_Directions for this task_: For this exercise, repeat the records below exactly as written.

_Material provided_:

>>>>>

//! Objective-C and Swift formats.

use super::{block_header, is_code_literal, literal, quoted, value_text, Format, FormatContext, FormatError};
use crate::tokens::Token;

fn objc_literal(token: &Token) -> String {
    let text = value_text(&token.value);
    if is_code_literal(token) {
        text
    } else {
        format!("@{}", quoted(&text))
    }
}

fn type_name<'a>(ctx: &'a FormatContext<'_>, format: &'static str) -> Result<&'a str, FormatError> {
    ctx.options.type_name.as_deref().ok_or(FormatError::MissingOption { format, option: "type" })
}

/// `#define Name value`
pub struct IosMacros;

impl Format for IosMacros {
    fn format_name(&self) -> &'static str {
        "ios/macros"
    }

    fn render(&self, ctx: &FormatContext<'_>) -> Result<String, FormatError> {
        let mut out = block_header();
        out.push_str("#import <Foundation/Foundation.h>\n#import <UIKit/UIKit.h>\n\n");
        for token in ctx.tokens {
            out.push_str(&format!("#define {} {}\n", token.name, objc_literal(token)));
        }
        Ok(out)
    }
}

/// Color enum plus a class returning `UIColor` values by enum.
pub struct IosColorsH;

impl Format for IosColorsH {
    fn format_name(&self) -> &'static str {
        "ios/colors.h"
    }

    fn render(&self, ctx: &FormatContext<'_>) -> Result<String, FormatError> {
        let kind = type_name(ctx, "ios/colors.h")?;
        let class = ctx.class_name();

        let mut out = block_header();
        out.push_str("#import <UIKit/UIKit.h>\n\n");
        out.push_str(&format!("typedef NS_ENUM(NSInteger, {}) {{\n", kind));
        let names: Vec<String> = ctx.tokens.iter().map(|t| format!("  {}", t.name)).collect();
        out.push_str(&names.join(",\n"));
        out.push_str("\n};\n\n");
        out.push_str(&format!("@interface {} : NSObject\n", class));
        out.push_str("+ (NSArray *)values;\n");
        out.push_str(&format!("+ (UIColor *)color:({})color;\n", kind));
        out.push_str("@end\n");
        Ok(out)
    }
}

pub struct IosColorsM;

impl Format for IosColorsM {
    fn format_name(&self) -> &'static str {
        "ios/colors.m"
    }

    fn render(&self, ctx: &FormatContext<'_>) -> Result<String, FormatError> {
        let kind = type_name(ctx, "ios/colors.m")?;
        let class = ctx.class_name();

        let mut out = block_header();
        out.push_str(&format!("#import \"{}.h\"\n\n", class));
        out.push_str(&format!("@implementation {}\n\n", class));
        out.push_str(&format!("+ (UIColor *)color:({})colorEnum{{\n", kind));
        out.push_str("  return [[self values] objectAtIndex:colorEnum];\n}\n\n");
        out.push_str("+ (NSArray *)values {\n");
        out.push_str("  static NSArray* colorArray;\n");
        out.push_str("  static dispatch_once_t onceToken;\n\n");
        out.push_str("  dispatch_once(&onceToken, ^{\n");
        out.push_str("    colorArray = @[\n");
        let values: Vec<String> = ctx.tokens.iter().map(|t| format!("      {}", objc_literal(t))).collect();
        out.push_str(&values.join(",\n"));
        out.push_str("\n    ];\n  });\n\n");
        out.push_str("  return colorArray;\n}\n\n@end\n");
        Ok(out)
    }
}

/// `extern const <type> Name;`
pub struct IosStaticH;

impl Format for IosStaticH {
    fn format_name(&self) -> &'static str {
        "ios/static.h"
    }

    fn render(&self, ctx: &FormatContext<'_>) -> Result<String, FormatError> {
        let kind = type_name(ctx, "ios/static.h")?;
        let mut out = block_header();
        out.push_str("#import <Foundation/Foundation.h>\n\n");
        for token in ctx.tokens {
            out.push_str(&format!("extern {} const {};\n", kind, token.name));
        }
        Ok(out)
    }
}

/// `<type> const Name = value;`
pub struct IosStaticM;

impl Format for IosStaticM {
    fn format_name(&self) -> &'static str {
        "ios/static.m"
    }

    fn render(&self, ctx: &FormatContext<'_>) -> Result<String, FormatError> {
        let kind = type_name(ctx, "ios/static.m")?;
        let mut out = block_header();
        out.push_str(&format!("#import \"{}.h\"\n\n", ctx.class_name()));
        for token in ctx.tokens {
            out.push_str(&format!("{} const {} = {};\n", kind, token.name, objc_literal(token)));
        }
        Ok(out)
    }
}

/// Swift type holding `static let` members.
///
/// `class.swift` and `enum.swift` fix the declaration kind; `any.swift`
/// reads it from the `objectType` option and also honors `accessControl`
/// and `imports`.
pub struct SwiftObject {
    name: &'static str,
    object_type: Option<&'static str>,
}

impl SwiftObject {
    pub fn class() -> Self {
        Self { name: "ios-swift/class.swift", object_type: Some("class") }
    }

    pub fn enumeration() -> Self {
        Self { name: "ios-swift/enum.swift", object_type: Some("enum") }
    }

    pub fn any() -> Self {
        Self { name: "ios-swift/any.swift", object_type: None }
    }
}

impl Format for SwiftObject {
    fn format_name(&self) -> &'static str {
        self.name
    }

    fn render(&self, ctx: &FormatContext<'_>) -> Result<String, FormatError> {
        let options = ctx.options;
        let object_type = match self.object_type {
            Some(fixed) => fixed,
            None => options.object_type.as_deref().unwrap_or("class"),
        };
        let access = match (self.object_type, options.access_control.as_deref()) {
            (None, Some(access)) => access,
            _ => "public",
        };
        let access_prefix = if access.is_empty() { String::new() } else { format!("{} ", access) };

        let mut out = block_header();
        if options.imports.is_empty() || self.object_type.is_some() {
            out.push_str("import UIKit\n\n");
        } else {
            for module in &options.imports {
                out.push_str(&format!("import {}\n", module));
            }
            out.push('\n');
        }
        out.push_str(&format!("{}{} {} {{\n", access_prefix, object_type, ctx.class_name()));
        for token in ctx.tokens {
            if let Some(comment) = &token.comment {
                out.push_str(&format!("    /** {} */\n", comment));
            }
            out.push_str(&format!("    {}static let {} = {}\n", access_prefix, token.name, literal(token)));
        }
        out.push_str("}\n");
        Ok(out)
    }
}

<<<<<

_Exercise solution_:
//! Objective-C and Swift formats.

use super::{block_header, is_code_literal, literal, quoted, value_text, Format, FormatContext, FormatError};
use crate::tokens::Token;

fn objc_literal(token: &Token) -> String {
    let text = value_text(&token.value);
    if is_code_literal(token) {
        text
    } else {
        format!("@{}", quoted(&text))
    }
}

fn type_name<'a>(ctx: &'a FormatContext<'_>, format: &'static str) -> Result<&'a str, FormatError> {
    ctx.options.type_name.as_deref().ok_or(FormatError::MissingOption { format, option: "type" })
}

/// `#define Name value`
pub struct IosMacros;

impl Format for IosMacros {
    fn format_name(&self) -> &'static str {
        "ios/macros"
    }

    fn render(&self, ctx: &FormatContext<'_>) -> Result<String, FormatError> {
        let mut out = block_header();
        out.push_str("#import <Foundation/Foundation.h>\n#import <UIKit/UIKit.h>\n\n");
        for token in ctx.tokens {
            out.push_str(&format!("#define {} {}\n", token.name, objc_literal(token)));
        }
        Ok(out)
    }
}

/// Color enum plus a class returning `UIColor` values by enum.
pub struct IosColorsH;

impl Format for IosColorsH {
    fn format_name(&self) -> &'static str {
        "ios/colors.h"
    }

    fn render(&self, ctx: &FormatContext<'_>) -> Result<String, FormatError> {
        let kind = type_name(ctx, "ios/colors.h")?;
        let class = ctx.class_name();

        let mut out = block_header();
        out.push_str("#import <UIKit/UIKit.h>\n\n");
        out.push_str(&format!("typedef NS_ENUM(NSInteger, {}) {{\n", kind));
        let names: Vec<String> = ctx.tokens.iter().map(|t| format!("  {}", t.name)).collect();
        out.push_str(&names.join(",\n"));
        out.push_str("\n};\n\n");
        out.push_str(&format!("@interface {} : NSObject\n", class));
        out.push_str("+ (NSArray *)values;\n");
        out.push_str(&format!("+ (UIColor *)color:({})color;\n", kind));
        out.push_str("@end\n");
        Ok(out)
    }
}

pub struct IosColorsM;

impl Format for IosColorsM {
    fn format_name(&self) -> &'static str {
        "ios/colors.m"
    }

    fn render(&self, ctx: &FormatContext<'_>) -> Result<String, FormatError> {
        let kind = type_name(ctx, "ios/colors.m")?;
        let class = ctx.class_name();

        let mut out = block_header();
        out.push_str(&format!("#import \"{}.h\"\n\n", class));
        out.push_str(&format!("@implementation {}\n\n", class));
        out.push_str(&format!("+ (UIColor *)color:({})colorEnum{{\n", kind));
        out.push_str("  return [[self values] objectAtIndex:colorEnum];\n}\n\n");
        out.push_str("+ (NSArray *)values {\n");
        out.push_str("  static NSArray* colorArray;\n");
        out.push_str("  static dispatch_once_t onceToken;\n\n");
        out.push_str("  dispatch_once(&onceToken, ^{\n");
        out.push_str("    colorArray = @[\n");
        let values: Vec<String> = ctx.tokens.iter().map(|t| format!("      {}", objc_literal(t))).collect();
        out.push_str(&values.join(",\n"));
        out.push_str("\n    ];\n  });\n\n");
        out.push_str("  return colorArray;\n}\n\n@end\n");
        Ok(out)
    }
}

/// `extern const <type> Name;`
pub struct IosStaticH;

impl Format for IosStaticH {
    fn format_name(&self) -> &'static str {
        "ios/static.h"
    }

    fn render(&self, ctx: &FormatContext<'_>) -> Result<String, FormatError> {
        let kind = type_name(ctx, "ios/static.h")?;
        let mut out = block_header();
        out.push_str("#import <Foundation/Foundation.h>\n\n");
        for token in ctx.tokens {
            out.push_str(&format!("extern {} const {};\n", kind, token.name));
        }
        Ok(out)
    }
}

/// `<type> const Name = value;`
pub struct IosStaticM;

impl Format for IosStaticM {
    fn format_name(&self) -> &'static str {
        "ios/static.m"
    }

    fn render(&self, ctx: &FormatContext<'_>) -> Result<String, FormatError> {
        let kind = type_name(ctx, "ios/static.m")?;
        let mut out = block_header();
        out.push_str(&format!("#import \"{}.h\"\n\n", ctx.class_name()));
        for token in ctx.tokens {
            out.push_str(&format!("{} const {} = {};\n", kind, token.name, objc_literal(token)));
        }
        Ok(out)
    }
}

/// Swift type holding `static let` members.
///
/// `class.swift` and `enum.swift` fix the declaration kind; `any.swift`
/// reads it from the `objectType` option and also honors `accessControl`
/// and `imports`.
pub struct SwiftObject {
    name: &'static str,
    object_type: Option<&'static str>,
}

impl SwiftObject {
    pub fn class() -> Self {
        Self { name: "ios-swift/class.swift", object_type: Some("class") }
    }

    pub fn enumeration() -> Self {
        Self { name: "ios-swift/enum.swift", object_type: Some("enum") }
    }

    pub fn any() -> Self {
        Self { name: "ios-swift/any.swift", object_type: None }
    }
}

impl Format for SwiftObject {
    fn format_name(&self) -> &'static str {
        self.name
    }

    fn render(&self, ctx: &FormatContext<'_>) -> Result<String, FormatError> {
        let options = ctx.options;
        let object_type = match self.object_type {
            Some(fixed) => fixed,
            None => options.object_type.as_deref().unwrap_or("class"),
        };
        let access = match (self.object_type, options.access_control.as_deref()) {
            (None, Some(access)) => access,
            _ => "public",
        };
        let access_prefix = if access.is_empty() { String::new() } else { format!("{} ", access) };

        let mut out = block_header();
        if options.imports.is_empty() || self.object_type.is_some() {
            out.push_str("import UIKit\n\n");
        } else {
            for module in &options.imports {
                out.push_str(&format!("import {}\n", module));
            }
            out.push('\n');
        }
        out.push_str(&format!("{}{} {} {{\n", access_prefix, object_type, ctx.class_name()));
        for token in ctx.tokens {
            if let Some(comment) = &token.comment {
                out.push_str(&format!("    /** {} */\n", comment));
            }
            out.push_str(&format!("    {}static let {} = {}\n", access_prefix, token.name, literal(token)));
        }
        out.push_str("}\n");
        Ok(out)
    }
}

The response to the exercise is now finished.